La foule en liesse, place de la cathédrale, à l’occasion du cortège du vieux costume alsacien, le 25 juin 1939 (Archives de Strasbourg, 1 Fi 6/45)
Mais la guerre se profilant, l’esprit de fête ne dure pas longtemps. Dès septembre 39, on dépose vitraux et objets d’art au château de Hautefort, en Dordogne. Le monument lui-même est ceint d’un échafaudage en acier empli de sacs de sable que protègent des planches ignifugées, cependant qu’à l’intérieur s’élèvent des coffrages. Abandonnée et déserte comme la ville évacuée, la cathédrale vide révèle alors à certains des détails architecturaux et sculpturaux que nul ne remarquait auparavant. Une dernière messe a beau être célébrée à minuit le 24 décembre, l’édifice désormais fermé et inaccessible ne connaîtra plus d’office religieux pendant la guerre, mais continuera d’être protégé par des travaux qui se poursuivront même sous l’occupation allemande.

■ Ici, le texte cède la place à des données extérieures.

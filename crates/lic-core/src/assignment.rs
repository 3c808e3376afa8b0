//! # Assignment Targets
//!
//! A license instance may be bound to one consuming object. The set of
//! assignable kinds is closed, so the target is a tagged union rather than
//! a type name plus an id that has to be resolved at runtime. Whether a
//! target still exists is answered by an [`AssignmentDirectory`] supplied
//! by whoever owns those records.

use std::collections::HashSet;

use serde::{Deserialize, Serialize};

/// The kinds of object a license can be assigned to.
#[derive(Debug, Clone, Copy, PartialEq, Eq, Hash, Serialize, Deserialize)]
#[serde(rename_all = "snake_case")]
pub enum AssignmentKind {
    /// A person in the contact directory.
    Contact,
    /// A physical device.
    Device,
    /// A virtual machine.
    VirtualMachine,
    /// A tenant (organisation).
    Tenant,
    /// A network service.
    Service,
}

impl AssignmentKind {
    /// Wire name of this kind.
    pub fn as_str(&self) -> &'static str {
        match self {
            Self::Contact => "contact",
            Self::Device => "device",
            Self::VirtualMachine => "virtual_machine",
            Self::Tenant => "tenant",
            Self::Service => "service",
        }
    }
}

impl std::fmt::Display for AssignmentKind {
    fn fmt(&self, f: &mut std::fmt::Formatter<'_>) -> std::fmt::Result {
        f.write_str(self.as_str())
    }
}

/// The object a license instance is assigned to.
#[derive(Debug, Clone, Copy, PartialEq, Eq, Hash, Serialize, Deserialize)]
#[serde(tag = "kind", content = "id", rename_all = "snake_case")]
pub enum AssignedObject {
    /// Contact id.
    Contact(u64),
    /// Device id.
    Device(u64),
    /// Virtual machine id.
    VirtualMachine(u64),
    /// Tenant id.
    Tenant(u64),
    /// Service id.
    Service(u64),
}

impl AssignedObject {
    /// The kind of the target.
    pub fn kind(&self) -> AssignmentKind {
        match self {
            Self::Contact(_) => AssignmentKind::Contact,
            Self::Device(_) => AssignmentKind::Device,
            Self::VirtualMachine(_) => AssignmentKind::VirtualMachine,
            Self::Tenant(_) => AssignmentKind::Tenant,
            Self::Service(_) => AssignmentKind::Service,
        }
    }

    /// The target's id within its kind.
    pub fn id(&self) -> u64 {
        match self {
            Self::Contact(id)
            | Self::Device(id)
            | Self::VirtualMachine(id)
            | Self::Tenant(id)
            | Self::Service(id) => *id,
        }
    }
}

impl std::fmt::Display for AssignedObject {
    fn fmt(&self, f: &mut std::fmt::Formatter<'_>) -> std::fmt::Result {
        write!(f, "{}:{}", self.kind(), self.id())
    }
}

/// Lookup capability for assignment targets held by another system.
pub trait AssignmentDirectory {
    /// Whether the target still exists.
    fn exists(&self, target: &AssignedObject) -> bool;
}

/// A directory that treats every target as present.
#[derive(Debug, Clone, Copy, Default)]
pub struct AssumePresent;

impl AssignmentDirectory for AssumePresent {
    fn exists(&self, _target: &AssignedObject) -> bool {
        true
    }
}

impl AssignmentDirectory for HashSet<AssignedObject> {
    fn exists(&self, target: &AssignedObject) -> bool {
        self.contains(target)
    }
}
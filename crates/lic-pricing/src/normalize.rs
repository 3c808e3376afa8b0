//! Billing-cycle normalization.

use lic_core::{Amount, BillingCycle};

/// Monthly equivalent of a per-period charge.
///
/// Monthly, quarterly, and yearly charges are divided by 1, 3, and 12
/// (rounding half away from zero to the cent). One-time and custom cycles
/// have no monthly equivalent and contribute zero.
pub fn monthly_equivalent(amount: Amount, cycle: BillingCycle) -> Amount {
    match cycle.months_per_period() {
        Some(months) => amount.div_round(months),
        None => Amount::ZERO,
    }
}
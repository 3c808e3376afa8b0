//! # Billing Cycles
//!
//! How often a license is billed. Recurring cycles map to a number of
//! months per billing period; one-time and custom purchases have no fixed
//! period and therefore no monthly equivalent.

use serde::{Deserialize, Serialize};
use std::str::FromStr;

use crate::error::LicError;

/// How frequently a license is billed.
#[derive(Debug, Clone, Copy, PartialEq, Eq, Hash, Default, Serialize, Deserialize)]
#[serde(rename_all = "snake_case")]
pub enum BillingCycle {
    /// Billed every month.
    #[default]
    Monthly,
    /// Billed every three months.
    Quarterly,
    /// Billed every twelve months.
    Yearly,
    /// Bought once; no recurring charge.
    OneTime,
    /// Billed on a negotiated schedule the ledger does not model.
    Custom,
}

impl BillingCycle {
    /// Number of months a single charge covers, or `None` when the cycle
    /// is not recurring on a fixed period.
    pub fn months_per_period(&self) -> Option<i64> {
        match self {
            Self::Monthly => Some(1),
            Self::Quarterly => Some(3),
            Self::Yearly => Some(12),
            Self::OneTime | Self::Custom => None,
        }
    }

    /// Whether the cycle contributes to recurring cost totals.
    pub fn is_recurring(&self) -> bool {
        self.months_per_period().is_some()
    }

    /// Wire name of this cycle.
    pub fn as_str(&self) -> &'static str {
        match self {
            Self::Monthly => "monthly",
            Self::Quarterly => "quarterly",
            Self::Yearly => "yearly",
            Self::OneTime => "one_time",
            Self::Custom => "custom",
        }
    }
}

impl std::fmt::Display for BillingCycle {
    fn fmt(&self, f: &mut std::fmt::Formatter<'_>) -> std::fmt::Result {
        f.write_str(self.as_str())
    }
}

impl FromStr for BillingCycle {
    type Err = LicError;

    fn from_str(s: &str) -> Result<Self, Self::Err> {
        match s.trim() {
            "monthly" => Ok(Self::Monthly),
            "quarterly" => Ok(Self::Quarterly),
            "yearly" => Ok(Self::Yearly),
            "one_time" => Ok(Self::OneTime),
            "custom" => Ok(Self::Custom),
            other => Err(LicError::Validation(format!("unknown billing cycle {other:?}"))),
        }
    }
}
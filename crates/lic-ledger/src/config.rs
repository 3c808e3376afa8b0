//! # Ledger Configuration
//!
//! Capacity enforcement and reporting thresholds. Every field has a
//! default, so a partial document only overrides what it names.

use serde::{Deserialize, Serialize};
use thiserror::Error;

use lic_core::Amount;

/// What allocation does when a license has no free slot.
#[derive(Debug, Clone, Copy, PartialEq, Eq, Default, Serialize, Deserialize)]
#[serde(rename_all = "snake_case")]
pub enum CapacityEnforcement {
    /// Allocate anyway and log the overallocation.
    #[default]
    Lenient,
    /// Reject with a capacity violation.
    Strict,
}

/// Lower bounds (inclusive, percent) of the utilization bands.
#[derive(Debug, Clone, PartialEq, Serialize, Deserialize)]
#[serde(default)]
pub struct UtilizationBands {
    pub excellent: f64,
    pub good: f64,
    pub moderate: f64,
}

impl Default for UtilizationBands {
    fn default() -> Self {
        Self {
            excellent: 90.0,
            good: 70.0,
            moderate: 50.0,
        }
    }
}

/// Lower bounds (inclusive, percent) of the waste bands.
#[derive(Debug, Clone, PartialEq, Serialize, Deserialize)]
#[serde(default)]
pub struct WasteBands {
    pub critical: f64,
    pub high: f64,
    pub moderate: f64,
}

impl Default for WasteBands {
    fn default() -> Self {
        Self {
            critical: 80.0,
            high: 50.0,
            moderate: 30.0,
        }
    }
}

/// Ledger behaviour and reporting thresholds.
#[derive(Debug, Clone, PartialEq, Serialize, Deserialize)]
#[serde(default)]
pub struct LedgerConfig {
    /// Capacity check applied by `allocate`.
    pub enforcement: CapacityEnforcement,
    /// Serialize allocate/release per license so the capacity check and
    /// the insert cannot interleave with another allocation.
    pub serialize_allocations: bool,
    /// Reject allocations that carry no assignment target.
    pub require_assignment: bool,
    /// Below this utilization percentage a license with free slots is
    /// classified as underutilized.
    pub underutilized_threshold_pct: f64,
    /// Below this utilization percentage a license is a candidate for an
    /// optimization recommendation.
    pub optimization_threshold_pct: f64,
    /// Maximum number of recommendations returned.
    pub max_recommendations: usize,
    /// Savings strictly above this amount make a recommendation high priority.
    pub high_priority_savings: Amount,
    pub utilization_bands: UtilizationBands,
    pub waste_bands: WasteBands,
}

impl Default for LedgerConfig {
    fn default() -> Self {
        Self {
            enforcement: CapacityEnforcement::Lenient,
            serialize_allocations: false,
            require_assignment: false,
            underutilized_threshold_pct: 50.0,
            optimization_threshold_pct: 70.0,
            max_recommendations: 10,
            high_priority_savings: Amount::from_minor(100_000),
            utilization_bands: UtilizationBands::default(),
            waste_bands: WasteBands::default(),
        }
    }
}

/// Inconsistent ledger thresholds.
#[derive(Error, Debug, Clone, PartialEq)]
pub enum LedgerConfigError {
    /// A percentage fell outside `0..=100`.
    #[error("{field} must be between 0 and 100, got {value}")]
    PercentOutOfRange {
        /// Offending field.
        field: &'static str,
        /// Offending value.
        value: f64,
    },

    /// Band bounds must strictly descend from the top band down.
    #[error("{bands} band thresholds must be strictly descending")]
    BandsNotDescending {
        /// Which band set.
        bands: &'static str,
    },

    /// The savings threshold was negative.
    #[error("high_priority_savings must not be negative, got {0}")]
    NegativeSavings(Amount),
}

impl LedgerConfig {
    /// Check the thresholds are usable together.
    pub fn validate(&self) -> Result<(), LedgerConfigError> {
        let u = &self.utilization_bands;
        let w = &self.waste_bands;
        for (field, value) in [
            ("underutilized_threshold_pct", self.underutilized_threshold_pct),
            ("optimization_threshold_pct", self.optimization_threshold_pct),
            ("utilization_bands.excellent", u.excellent),
            ("utilization_bands.good", u.good),
            ("utilization_bands.moderate", u.moderate),
            ("waste_bands.critical", w.critical),
            ("waste_bands.high", w.high),
            ("waste_bands.moderate", w.moderate),
        ] {
            if !(0.0..=100.0).contains(&value) {
                return Err(LedgerConfigError::PercentOutOfRange { field, value });
            }
        }
        if !(u.excellent > u.good && u.good > u.moderate) {
            return Err(LedgerConfigError::BandsNotDescending { bands: "utilization" });
        }
        if !(w.critical > w.high && w.high > w.moderate) {
            return Err(LedgerConfigError::BandsNotDescending { bands: "waste" });
        }
        if self.high_priority_savings < Amount::ZERO {
            return Err(LedgerConfigError::NegativeSavings(self.high_priority_savings));
        }
        Ok(())
    }
}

Au-delà de la foule de détails mis au jour par cette conférence très fouillée – ainsi qui savait que rien de ce qui est postérieur au XVIIIe siècle n’a été déposé pendant la guerre, car jugé d’intérêt artistique très mineur ? – le propos du conférencier a tout naturellement débouché sur une question d’actualité : la cathédrale de Strasbourg est-elle un trait d’union ou une pomme de discorde de part et d’autre du Rhin ?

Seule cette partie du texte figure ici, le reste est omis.